**What the exercise asks**.
Your reply should be made up of every line in the records below that holds the string "header".

(Stored data entries)
------------------------

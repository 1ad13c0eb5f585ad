//! Well Configuration Module
//!
//! Per-well settings loaded from TOML: tie-in and vertical-section reference,
//! plan import options and the wellbore geometry snapshot.
//!
//! ## Loading Order
//!
//! 1. `WELLPATH_CONFIG` environment variable (path to TOML file)
//! 2. `well_config.toml` in the current working directory
//! 3. Built-in defaults (tie-in at the origin, no geometry)
//!
//! The trajectory and geometry engines never read configuration themselves;
//! callers turn a loaded `WellConfig` into `TieIn` / `GeometryModel` values.
//!
//! ```ignore
//! let config = WellConfig::load();
//! let tie_in = config.trajectory.tie_in(plan.metadata.vs_azimuth_deg);
//! let geometry = config.geometry.to_model();
//! ```

mod well_config;
pub mod defaults;
pub mod validation;

pub use well_config::*;
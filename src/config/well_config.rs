//! Well Configuration - tie-in, import and geometry settings as TOML values
//!
//! Each struct implements `Default`, so a missing file or section behaves
//! like a tie-in at the origin with no geometry.

use serde::{Deserialize, Serialize};
use std::path::{Path, PathBuf};
use tracing::{info, warn};

use super::defaults::{CONFIG_ENV_VAR, CONFIG_FILE_NAME};
use super::validation::ValidationWarning;
use crate::geometry::GeometryModel;
use crate::import::PlanImportConfig;
use crate::types::{AnnulusSection, DrillStringSection, TieIn};

// ============================================================================
// Top-Level Config
// ============================================================================

/// Root configuration for one well.
///
/// Load with `WellConfig::load()` which searches:
/// 1. `$WELLPATH_CONFIG` env var
/// 2. `./well_config.toml`
/// 3. Built-in defaults
#[derive(Debug, Clone, Default, PartialEq, Serialize, Deserialize)]
pub struct WellConfig {
    /// Well / rig identification
    #[serde(default)]
    pub well: WellInfo,

    /// Tie-in point and vertical-section reference
    #[serde(default)]
    pub trajectory: TrajectoryConfig,

    /// Plan file parsing options
    #[serde(default)]
    pub import: PlanImportConfig,

    /// Annulus / drill-string sections and current string depth
    #[serde(default)]
    pub geometry: GeometryConfig,
}

impl WellConfig {
    /// Load configuration using the standard search order:
    /// 1. `$WELLPATH_CONFIG` environment variable
    /// 2. `./well_config.toml` in the current working directory
    /// 3. Built-in defaults
    pub fn load() -> Self {
        // 1. Check env var
        if let Ok(path) = std::env::var(CONFIG_ENV_VAR) {
            let p = PathBuf::from(&path);
            if p.exists() {
                match Self::load_from_file(&p) {
                    Ok(config) => {
                        info!(
                            path = %p.display(),
                            well = %config.well.name,
                            "Loaded well config from {CONFIG_ENV_VAR}"
                        );
                        return config;
                    }
                    Err(e) => {
                        warn!(
                            path = %p.display(),
                            error = %e,
                            "Failed to load config from {CONFIG_ENV_VAR}, falling back"
                        );
                    }
                }
            } else {
                warn!(path = %path, "{CONFIG_ENV_VAR} points to non-existent file, falling back");
            }
        }

        // 2. Check ./well_config.toml
        let local = PathBuf::from(CONFIG_FILE_NAME);
        if local.exists() {
            match Self::load_from_file(&local) {
                Ok(config) => {
                    info!(well = %config.well.name, "Loaded well config from ./{CONFIG_FILE_NAME}");
                    return config;
                }
                Err(e) => {
                    warn!(error = %e, "Failed to load ./{CONFIG_FILE_NAME}, using defaults");
                }
            }
        }

        // 3. Defaults
        info!("No {CONFIG_FILE_NAME} found, using built-in defaults");
        Self::default()
    }

    /// Load from a specific TOML file path.
    ///
    /// Unknown keys only produce warnings; structural problems are errors.
    pub fn load_from_file(path: &Path) -> Result<Self, ConfigError> {
        let (config, unknown_keys) = Self::load_from_file_with_warnings(path)?;
        for w in &unknown_keys {
            warn!("{}", w);
        }
        Ok(config)
    }

    /// Like [`load_from_file`](Self::load_from_file), but hands the
    /// unknown-key warnings back to the caller instead of logging them.
    pub fn load_from_file_with_warnings(
        path: &Path,
    ) -> Result<(Self, Vec<ValidationWarning>), ConfigError> {
        let contents = std::fs::read_to_string(path)
            .map_err(|e| ConfigError::Io(path.to_path_buf(), e))?;

        let unknown_keys = super::validation::validate_unknown_keys(&contents);

        let config: Self = toml::from_str(&contents)
            .map_err(|e| ConfigError::Parse(path.to_path_buf(), e))?;
        config.validate()?;
        Ok((config, unknown_keys))
    }

    /// Serialize the current config to a TOML string.
    pub fn to_toml(&self) -> Result<String, ConfigError> {
        toml::to_string_pretty(self).map_err(ConfigError::Serialize)
    }

    /// Save config to a file.
    pub fn save_to_file(&self, path: &Path) -> Result<(), ConfigError> {
        let contents = self.to_toml()?;
        std::fs::write(path, contents)
            .map_err(|e| ConfigError::Io(path.to_path_buf(), e))?;
        info!(path = %path.display(), "Well config saved");
        Ok(())
    }

    /// Validate values for internal consistency.
    ///
    /// Rules:
    /// - Every number must be finite
    /// - Vertical-section azimuth within [0, 360]
    /// - Section bottoms at or below their tops
    /// - Drill-string ID no larger than OD
    /// - String bottom depth not negative
    pub fn validate(&self) -> Result<(), ConfigError> {
        let mut errors: Vec<String> = Vec::new();

        let t = &self.trajectory;
        Self::check_finite(t.tie_in_ns_m, "trajectory.tie_in_ns_m", &mut errors);
        Self::check_finite(t.tie_in_ew_m, "trajectory.tie_in_ew_m", &mut errors);
        Self::check_finite(t.tie_in_tvd_m, "trajectory.tie_in_tvd_m", &mut errors);
        if let Some(kb) = t.kb_elevation_m {
            Self::check_finite(kb, "trajectory.kb_elevation_m", &mut errors);
        }
        if let Some(vsd) = t.vsd_direction_deg {
            if !(0.0..=360.0).contains(&vsd) {
                errors.push(format!(
                    "trajectory.vsd_direction_deg = {vsd} must be within 0-360 degrees"
                ));
            }
        }

        let g = &self.geometry;
        Self::check_finite(
            g.current_string_bottom_md_m,
            "geometry.current_string_bottom_md_m",
            &mut errors,
        );
        if g.current_string_bottom_md_m < 0.0 {
            errors.push(format!(
                "geometry.current_string_bottom_md_m = {:.2} cannot be negative",
                g.current_string_bottom_md_m
            ));
        }

        for (i, s) in g.annulus.iter().enumerate() {
            let name = format!("geometry.annulus[{i}]");
            Self::check_interval(s.top_depth_m, s.bottom_depth_m, &name, &mut errors);
            let id_name = format!("{name}.inner_diameter_m");
            Self::check_finite(s.inner_diameter_m, &id_name, &mut errors);
        }

        for (i, s) in g.drill_string.iter().enumerate() {
            let name = format!("geometry.drill_string[{i}]");
            Self::check_interval(s.top_depth_m, s.bottom_depth_m, &name, &mut errors);
            let od_name = format!("{name}.outer_diameter_m");
            let id_name = format!("{name}.inner_diameter_m");
            Self::check_finite(s.outer_diameter_m, &od_name, &mut errors);
            Self::check_finite(s.inner_diameter_m, &id_name, &mut errors);
            if s.inner_diameter_m > s.outer_diameter_m {
                errors.push(format!(
                    "{name}: inner_diameter_m ({:.4}) must not exceed outer_diameter_m ({:.4})",
                    s.inner_diameter_m, s.outer_diameter_m
                ));
            }
        }

        // Physical range validation
        let (range_errors, range_warnings) = super::validation::validate_physical_ranges(self);
        errors.extend(range_errors);
        for w in &range_warnings {
            warn!("{}", w);
        }

        if errors.is_empty() {
            Ok(())
        } else {
            Err(ConfigError::Validation(errors))
        }
    }

    fn check_finite(value: f64, name: &str, errors: &mut Vec<String>) {
        if !value.is_finite() {
            errors.push(format!("{name}: value must be finite (got {value})"));
        }
    }

    fn check_interval(top: f64, bottom: f64, name: &str, errors: &mut Vec<String>) {
        if !top.is_finite() || !bottom.is_finite() {
            errors.push(format!(
                "{name}: depths must be finite (got top={top}, bottom={bottom})"
            ));
            return;
        }
        if bottom < top {
            errors.push(format!(
                "{name}: bottom_depth_m ({bottom:.2}) must be >= top_depth_m ({top:.2})"
            ));
        }
    }
}

// ============================================================================
// Error Type
// ============================================================================

#[derive(Debug)]
pub enum ConfigError {
    Io(PathBuf, std::io::Error),
    Parse(PathBuf, toml::de::Error),
    Serialize(toml::ser::Error),
    Validation(Vec<String>),
}

impl std::fmt::Display for ConfigError {
    fn fmt(&self, f: &mut std::fmt::Formatter<'_>) -> std::fmt::Result {
        match self {
            ConfigError::Io(path, e) => write!(f, "Config I/O error ({}): {}", path.display(), e),
            ConfigError::Parse(path, e) => {
                write!(f, "Config parse error ({}): {}", path.display(), e)
            }
            ConfigError::Serialize(e) => write!(f, "Config serialization error: {}", e),
            ConfigError::Validation(errors) => {
                writeln!(f, "Config validation failed:")?;
                for e in errors {
                    writeln!(f, "  - {}", e)?;
                }
                Ok(())
            }
        }
    }
}

impl std::error::Error for ConfigError {}

// ============================================================================
// Well Info
// ============================================================================

/// Identification metadata. Not used for logic; appears in logs and reports.
#[derive(Debug, Clone, PartialEq, Serialize, Deserialize)]
pub struct WellInfo {
    /// Well name / identifier
    #[serde(default = "default_well_name")]
    pub name: String,

    /// Field name
    #[serde(default)]
    pub field: String,

    /// Rig name
    #[serde(default)]
    pub rig: String,
}

fn default_well_name() -> String {
    "DEFAULT".to_string()
}

impl Default for WellInfo {
    fn default() -> Self {
        Self {
            name: default_well_name(),
            field: String::new(),
            rig: String::new(),
        }
    }
}

// ============================================================================
// Trajectory
// ============================================================================

/// Tie-in and reference values for trajectory recalculation
#[derive(Debug, Clone, Default, PartialEq, Serialize, Deserialize)]
pub struct TrajectoryConfig {
    /// Vertical-section azimuth (degrees). When unset, the plan's declared
    /// azimuth is used, then 0.
    #[serde(default, skip_serializing_if = "Option::is_none")]
    pub vsd_direction_deg: Option<f64>,

    /// Reference elevation above sea level for subsea depths (m)
    #[serde(default, skip_serializing_if = "Option::is_none")]
    pub kb_elevation_m: Option<f64>,

    #[serde(default)]
    pub tie_in_ns_m: f64,

    #[serde(default)]
    pub tie_in_ew_m: f64,

    #[serde(default)]
    pub tie_in_tvd_m: f64,
}

impl TrajectoryConfig {
    /// Build the tie-in for a pass, falling back to `plan_vs_azimuth_deg`
    /// when no azimuth is configured.
    pub fn tie_in(&self, plan_vs_azimuth_deg: Option<f64>) -> TieIn {
        TieIn {
            vsd_direction_deg: self
                .vsd_direction_deg
                .or(plan_vs_azimuth_deg)
                .unwrap_or(0.0),
            kb_elevation_m: self.kb_elevation_m,
            ns_m: self.tie_in_ns_m,
            ew_m: self.tie_in_ew_m,
            tvd_m: self.tie_in_tvd_m,
        }
    }
}

// ============================================================================
// Geometry
// ============================================================================

/// Wellbore geometry snapshot
#[derive(Debug, Clone, Default, PartialEq, Serialize, Deserialize)]
pub struct GeometryConfig {
    /// Deepest MD the drill string currently reaches (m)
    #[serde(default)]
    pub current_string_bottom_md_m: f64,

    #[serde(default)]
    pub annulus: Vec<AnnulusSection>,

    #[serde(default)]
    pub drill_string: Vec<DrillStringSection>,
}

impl GeometryConfig {
    pub fn to_model(&self) -> GeometryModel {
        GeometryModel::new(
            self.annulus.clone(),
            self.drill_string.clone(),
            self.current_string_bottom_md_m,
        )
    }
}
//! System-wide default constants.
//!
//! Centralises the numbers the trajectory engine and config loader share.

// ============================================================================
// Trajectory Engine
// ============================================================================

/// Course length that dogleg severity and build/turn rates are normalised to (m).
///
/// 30 m is the metric counterpart of the 100 ft convention.
pub const DLS_COURSE_LENGTH_M: f64 = 30.0;

/// Dogleg angle below which the ratio factor is taken as exactly 1 (radians).
///
/// The closed-form ratio factor divides by the dogleg and loses precision
/// near zero; below this the tangential result is used.
pub const MIN_DOGLEG_RAD: f64 = 1e-6;

// ============================================================================
// Config Loading
// ============================================================================

/// Environment variable holding an explicit config path.
pub const CONFIG_ENV_VAR: &str = "WELLPATH_CONFIG";

/// Config file looked up in the working directory.
pub const CONFIG_FILE_NAME: &str = "well_config.toml";

/// Line prefix marking comments in imported plan files.
pub const PLAN_COMMENT_PREFIX: &str = "#";
//! Plan Import
//!
//! Turns delimited well-plan text into raw station rows for the trajectory
//! engine. Accepts comma, semicolon, tab or whitespace separated columns with
//! a header row; column names are matched loosely ("MD (m)", "Incl",
//! "Azimuth", "+N/-S", ...), and depth columns labelled in feet are converted
//! to metres.
//!
//! A row with an unparsable required value is skipped, never fatal. The import
//! fails only when the source is empty, the header lacks a required column, or
//! no row survives.
//!
//! # Usage
//!
//! ```ignore
//! use wellpath::import::{load_plan_file, PlanImportConfig};
//!
//! let plan = load_plan_file("plans/well-7.csv", &PlanImportConfig::default())?;
//! let stations = plan.to_stations();
//! ```

mod plan_parser;

pub use plan_parser::{load_plan_file, parse_plan, parse_plan_with};

use std::path::PathBuf;

use serde::{Deserialize, Serialize};
use thiserror::Error;

use crate::config::defaults::PLAN_COMMENT_PREFIX;

/// Plan import failures
#[derive(Debug, Error)]
pub enum PlanImportError {
    #[error("plan '{0}' is empty")]
    Empty(String),

    #[error("plan '{source_name}' is missing required columns: {}", missing.join(", "))]
    MissingColumns {
        source_name: String,
        missing: Vec<&'static str>,
    },

    #[error("plan '{0}' has no usable data rows")]
    NoDataRows(String),

    #[error("failed to read plan {path}: {source}")]
    Io {
        path: PathBuf,
        #[source]
        source: std::io::Error,
    },
}

/// Parser behaviour knobs
#[derive(Debug, Clone, PartialEq, Serialize, Deserialize)]
pub struct PlanImportConfig {
    /// Force a column delimiter instead of detecting it from the header
    #[serde(default, skip_serializing_if = "Option::is_none")]
    pub delimiter: Option<char>,
    /// Lines starting with this prefix are comments (metadata may live there)
    #[serde(default = "default_comment_prefix")]
    pub comment_prefix: String,
}

fn default_comment_prefix() -> String {
    PLAN_COMMENT_PREFIX.to_string()
}

impl Default for PlanImportConfig {
    fn default() -> Self {
        Self {
            delimiter: None,
            comment_prefix: default_comment_prefix(),
        }
    }
}
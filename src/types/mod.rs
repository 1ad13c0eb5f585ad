//! Shared data structures for the wellbore trajectory and geometry engine
//!
//! - Survey stations and tie-in parameters (trajectory recalculation)
//! - Annulus and drill-string sections (geometry model)
//! - Raw plan rows and file metadata (plan import)

mod geometry;
mod plan;
mod survey;

pub use geometry::*;
pub use plan::*;
pub use survey::*;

------------------------

**Answer to the exercise**.
//! a header row; column names are matched loosely ("MD (m)", "Incl",
//! fails only when the source is empty, the header lacks a required column, or
    /// Force a column delimiter instead of detecting it from the header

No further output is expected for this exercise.